Scientists observed the electrical activity of brains in rats forced to stay up longer than usual. Problem-solving brain regions fell into a kind of "local sleep"—a condition likely in sleep-deprived humans too, the study authors say.
Surprisingly, when sections of the rats' brains entered these sleeplike states, "you couldn't tell that [the rats] are in any way in a different state of wakefulness," said study co-author Giulio Tononi, a neuroscientist at the University of Wisconsin, Madison.
Despite these periods of local sleep, overall brain activity—and the rats’ behaviors—suggested the animals were fully awake.
This phenomenon of local sleep is "not just an interesting observation of unknown significance," Tononi said. It "actually affects behavior—you make a mistake."
For example, when the scientists had the rats perform a challenging task—using their paws to reach sugar pellets—the sleep-deprived animals had trouble completing it.

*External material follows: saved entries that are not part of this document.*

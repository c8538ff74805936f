//! Authorization hooks and guards.
//!
//! Authorization is modeled as an injected capability check: handlers extract a
//! [`Requester`] from the request and services ask an [`AdminGate`] whether that
//! requester may mutate state.

use std::collections::HashSet;
use std::convert::Infallible;

use async_trait::async_trait;
use axum::{
    extract::FromRequestParts,
    http::{header::AUTHORIZATION, request::Parts},
};

/// Identity presented by the caller of a request.
#[derive(Debug, Clone, Default, PartialEq, Eq)]
pub struct Requester {
    token: Option<String>,
}

impl Requester {
    /// A requester that presented no credentials.
    pub fn anonymous() -> Self {
        Self { token: None }
    }

    /// A requester that presented the given bearer token.
    pub fn with_token(token: impl Into<String>) -> Self {
        Self {
            token: Some(token.into()),
        }
    }

    pub fn token(&self) -> Option<&str> {
        self.token.as_deref()
    }

    /// Parse an `Authorization` header value. Anything but a non-empty
    /// `Bearer` credential yields an anonymous requester.
    pub fn from_authorization(value: &str) -> Self {
        match value.strip_prefix("Bearer ").map(str::trim) {
            Some(token) if !token.is_empty() => Self::with_token(token),
            _ => Self::anonymous(),
        }
    }
}

impl<S> FromRequestParts<S> for Requester
where
    S: Send + Sync,
{
    type Rejection = Infallible;

    async fn from_request_parts(parts: &mut Parts, _state: &S) -> Result<Self, Self::Rejection> {
        let requester = parts
            .headers
            .get(AUTHORIZATION)
            .and_then(|value| value.to_str().ok())
            .map(Requester::from_authorization)
            .unwrap_or_default();
        Ok(requester)
    }
}

/// Capability check consulted before any mutating catalog operation.
#[async_trait]
pub trait AdminGate: Send + Sync {
    /// Returns `true` when the requester holds admin rights.
    async fn allows(&self, requester: &Requester) -> bool;
}

/// Gate backed by a fixed set of admin bearer tokens.
#[derive(Debug, Clone, Default)]
pub struct StaticTokenGate {
    tokens: HashSet<String>,
}

impl StaticTokenGate {
    pub fn new<I, T>(tokens: I) -> Self
    where
        I: IntoIterator<Item = T>,
        T: Into<String>,
    {
        let tokens: HashSet<String> = tokens
            .into_iter()
            .map(Into::into)
            .filter(|token| !token.is_empty())
            .collect();

        if tokens.is_empty() {
            tracing::warn!(
                target: "bookshelf-authz",
                "no admin tokens configured; all mutating requests will be rejected"
            );
        }

        Self { tokens }
    }
}

#[async_trait]
impl AdminGate for StaticTokenGate {
    async fn allows(&self, requester: &Requester) -> bool {
        let allowed = requester
            .token()
            .is_some_and(|token| self.tokens.contains(token));

        if !allowed {
            tracing::debug!(target: "bookshelf-authz", "admin gate denied requester");
        }
        allowed
    }
}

Sleep Allows Neurons to Reset?
Tononi and colleagues recorded the electrical activity of lab rats via electroencephalogram (EEG) sensors connected to the rodents' heads.
As predicted, when the rats were awake, their neurons—nerve cells that collect and transmit signals in the brain—fired frequently and irregularly.

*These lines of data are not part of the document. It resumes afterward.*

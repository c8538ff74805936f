//! Router builder for the bookshelf HTTP server

use axum::{
    extract::Request,
    http::{header::AUTHORIZATION, HeaderValue, StatusCode},
    routing::get,
    Router,
};
use std::time::Duration;
use tower_http::{
    cors::{Any, CorsLayer},
    request_id::{MakeRequestId, PropagateRequestIdLayer, RequestId, SetRequestIdLayer},
    sensitive_headers::SetSensitiveRequestHeadersLayer,
    timeout::TimeoutLayer,
    trace::{DefaultMakeSpan, DefaultOnRequest, DefaultOnResponse, TraceLayer},
};
use uuid::{Timestamp, Uuid};

use bookshelf_kernel::ModuleRegistry;

/// Request ID generator producing time-ordered UUIDv7 values
#[derive(Clone, Copy, Default)]
pub struct MakeRequestUuidV7;

impl MakeRequestId for MakeRequestUuidV7 {
    fn make_request_id<B>(&mut self, _request: &Request<B>) -> Option<RequestId> {
        let timestamp = Timestamp::now(uuid::NoContext);
        let request_id = Uuid::new_v7(timestamp)
            .to_string()
            .parse::<HeaderValue>()
            .ok()?;
        Some(RequestId::new(request_id))
    }
}

/// Builder for constructing the main HTTP router.
///
/// Axum layers only wrap routes that exist when the layer is added, so mount
/// routes before calling the `with_*` middleware methods.
pub struct RouterBuilder {
    router: Router,
}

impl RouterBuilder {
    pub fn new() -> Self {
        Self {
            router: Router::new(),
        }
    }

    /// Add a route to the router
    pub fn route(mut self, path: &str, route: axum::routing::MethodRouter) -> Self {
        self.router = self.router.route(path, route);
        self
    }

    /// Mount a module's router under its mount path
    pub fn mount_module(mut self, mount_path: &str, module_router: Router) -> Self {
        let mount_path = mount_path.trim_end_matches('/');
        self.router = if mount_path.is_empty() {
            self.router.merge(module_router)
        } else {
            self.router.nest(mount_path, module_router)
        };
        self
    }

    /// Add tracing middleware. Bearer credentials are marked sensitive so
    /// they never appear in span fields.
    pub fn with_tracing(mut self) -> Self {
        self.router = self
            .router
            .layer(
                TraceLayer::new_for_http()
                    .make_span_with(DefaultMakeSpan::new().include_headers(true))
                    .on_request(DefaultOnRequest::new().level(tracing::Level::INFO))
                    .on_response(DefaultOnResponse::new().level(tracing::Level::INFO)),
            )
            .layer(SetSensitiveRequestHeadersLayer::new([AUTHORIZATION]));
        self
    }

    /// Add CORS middleware
    pub fn with_cors(mut self) -> Self {
        self.router = self.router.layer(
            CorsLayer::new()
                .allow_origin(Any)
                .allow_methods(Any)
                .allow_headers(Any),
        );
        self
    }

    /// Assign an `x-request-id` to every request and echo it on the response
    pub fn with_request_id(mut self) -> Self {
        self.router = self
            .router
            .layer(PropagateRequestIdLayer::x_request_id())
            .layer(SetRequestIdLayer::x_request_id(MakeRequestUuidV7));
        self
    }

    /// Requests running past `timeout_ms` are answered with 408
    pub fn with_timeout(mut self, timeout_ms: u64) -> Self {
        self.router = self.router.layer(TimeoutLayer::with_status_code(
            StatusCode::REQUEST_TIMEOUT,
            Duration::from_millis(timeout_ms),
        ));
        self
    }

    /// Add OpenAPI documentation by collecting specs from all modules
    pub fn with_openapi(mut self, registry: &ModuleRegistry) -> Self {
        let openapi_spec = merged_openapi(registry);

        let openapi_obj: utoipa::openapi::OpenApi = serde_json::from_value(openapi_spec.clone())
            .unwrap_or_else(|e| {
                tracing::warn!(error = %e, "merged OpenAPI document rejected; serving a bare one");
                utoipa::openapi::OpenApiBuilder::new()
                    .info(
                        utoipa::openapi::InfoBuilder::new()
                            .title("Bookshelf API")
                            .version("1.0.0")
                            .build(),
                    )
                    .build()
            });

        self.router = self.router.merge(
            utoipa_swagger_ui::SwaggerUi::new("/swagger-ui")
                .url("/api-docs/openapi.json", openapi_obj),
        );

        // Raw JSON for external consumers
        self.router = self.router.route(
            "/docs/openapi.json",
            get(move || async move { axum::Json(openapi_spec.clone()) }),
        );

        self
    }

    /// Build the final router
    pub fn build(self) -> Router {
        self.router
    }
}

impl Default for RouterBuilder {
    fn default() -> Self {
        Self::new()
    }
}

/// Merge every module's OpenAPI fragment into one document, prefixing
/// module paths with the module mount path.
pub fn merged_openapi(registry: &ModuleRegistry) -> serde_json::Value {
    let mut openapi_spec = serde_json::json!({
        "openapi": "3.1.0",
        "info": {
            "title": "Bookshelf API",
            "version": "1.0.0",
            "description": "Book catalog service"
        },
        "paths": {},
        "components": {
            "schemas": {},
            "securitySchemes": {
                "bearerAuth": { "type": "http", "scheme": "bearer" }
            }
        }
    });

    openapi_spec["components"]["schemas"]["ErrorResponse"] = serde_json::json!({
        "type": "object",
        "properties": {
            "error": { "type": "string" },
            "code": { "type": "string" },
            "trace_id": { "type": "string" },
            "timestamp": { "type": "string" }
        },
        "required": ["error", "code", "trace_id", "timestamp"]
    });

    openapi_spec["paths"]["/healthz"] = serde_json::json!({
        "get": {
            "summary": "Health check",
            "responses": {
                "200": {
                    "description": "OK",
                    "content": {
                        "text/plain": {
                            "schema": { "type": "string" }
                        }
                    }
                }
            }
        }
    });

    for module in registry.modules() {
        let Some(module_spec) = module.openapi() else {
            continue;
        };
        let prefix = module.mount_path();
        let prefix = prefix.trim_end_matches('/');

        if let Some(paths) = module_spec.get("paths").and_then(|p| p.as_object()) {
            for (path, path_item) in paths {
                openapi_spec["paths"][format!("{prefix}{path}")] = path_item.clone();
            }
        }

        if let Some(schemas) = module_spec
            .get("components")
            .and_then(|c| c.get("schemas"))
            .and_then(|s| s.as_object())
        {
            for (schema_name, schema_def) in schemas {
                openapi_spec["components"]["schemas"][schema_name] = schema_def.clone();
            }
        }
    }

    openapi_spec
}

#[cfg(test)]
mod tests {
    use super::*;
    use std::sync::Arc;

    use axum::body::Body;
    use bookshelf_kernel::Module;
    use tower::ServiceExt;

    struct ShelfModule;

    #[async_trait::async_trait]
    impl Module for ShelfModule {
        fn name(&self) -> &'static str {
            "shelf"
        }

        fn openapi(&self) -> Option<serde_json::Value> {
            Some(serde_json::json!({
                "paths": { "/{id}": { "get": { "responses": {} } } },
                "components": { "schemas": { "Shelf": { "type": "object" } } }
            }))
        }
    }

    fn get(uri: &str) -> axum::http::Request<Body> {
        axum::http::Request::builder()
            .uri(uri)
            .body(Body::empty())
            .unwrap()
    }

    #[tokio::test]
    async fn test_module_mounting() {
        let module_router = Router::new().route("/", axum::routing::get(|| async { "module" }));

        let router = RouterBuilder::new()
            .mount_module("/api/test", module_router)
            .build();

        let response = router.oneshot(get("/api/test")).await.unwrap();
        assert_eq!(response.status(), StatusCode::OK);
    }

    #[tokio::test]
    async fn test_middleware_chain_sets_request_id() {
        let router = RouterBuilder::new()
            .route("/health", axum::routing::get(|| async { "ok" }))
            .with_tracing()
            .with_cors()
            .with_timeout(5000)
            .with_request_id()
            .build();

        let response = router.oneshot(get("/health")).await.unwrap();
        assert_eq!(response.status(), StatusCode::OK);

        let request_id = response
            .headers()
            .get("x-request-id")
            .and_then(|v| v.to_str().ok())
            .unwrap();
        assert_eq!(Uuid::parse_str(request_id).unwrap().get_version_num(), 7);
    }

    #[tokio::test]
    async fn test_slow_request_times_out_with_408() {
        let router = RouterBuilder::new()
            .route(
                "/slow",
                axum::routing::get(|| async {
                    tokio::time::sleep(Duration::from_secs(5)).await;
                    "late"
                }),
            )
            .with_timeout(20)
            .build();

        let response = router.oneshot(get("/slow")).await.unwrap();
        assert_eq!(response.status(), StatusCode::REQUEST_TIMEOUT);
    }

    #[test]
    fn test_openapi_paths_are_prefixed() {
        let mut registry = ModuleRegistry::new();
        registry.register(Arc::new(ShelfModule)).unwrap();

        let spec = merged_openapi(&registry);
        assert!(spec["paths"]["/api/shelf/{id}"].is_object());
        assert!(spec["paths"]["/healthz"].is_object());
        assert!(spec["components"]["schemas"]["Shelf"].is_object());
        assert!(spec["components"]["schemas"]["ErrorResponse"].is_object());
    }
}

When the animals slept, their neurons fired less often, usually in a regular up-and-down pattern that manifests on the EEG as a "slow wave." Called non-rapid eye movement, this sleep stage accounts for about 80 percent of all sleep in both rats and people.
The researchers used toys to distract the rats into staying awake for a few hours—normally "rats take lots of siestas," Tononi noted.
The team discovered that neurons in two sections of these overtired rats' cerebral cortexes entered a slow-wave stage that is essentially sleep.
Why Do We Sleep?
It's unknown why parts of an awake brain nod off, though it may have something to do with why mammals sleep—still an open question, said Tononi, whose study appears tomorrow in the journal Nature. (Read about mysteries of why we sleep in National Geographic magazine.)
According to one leading theory, since neurons are constantly "recording" new information, at some point the neurons need to "turn off" in order to reset themselves and prepare to learn again.
"If this hypothesis is correct, that means that at some point [if you're putting off sleep] you're beginning to overwhelm your neurons—you are reaching the limit of how much input they can get."
So the neurons "take the rest, even if they shouldn't"—and there's a price to pay in terms of making "stupid" errors, he said.
(See brain pictures.)
Even "Alert" People Make Mistakes
Sleep deprivation may have dangerous consequences, Tononi said—and those mistakes may become more common.
For one, many people are getting fewer z's. In 2008 about 29 percent of U.S. adults reported sleeping fewer than seven hours per night, and 50 to 70 million had chronic sleep and wakefulness disorders, according to the U.S. Centers for Disease Control and Prevention. Adults generally need about seven to nine hours of sleep a day, according to the National Sleep Foundation.
What's more, you don't need to feel sleepy to screw up, Tononi emphasized.
"Even if you may feel that you're fit and fine and are holding up well," he said, "some parts of your brain may not [be] ... and those are the ones that make judgments and decisions."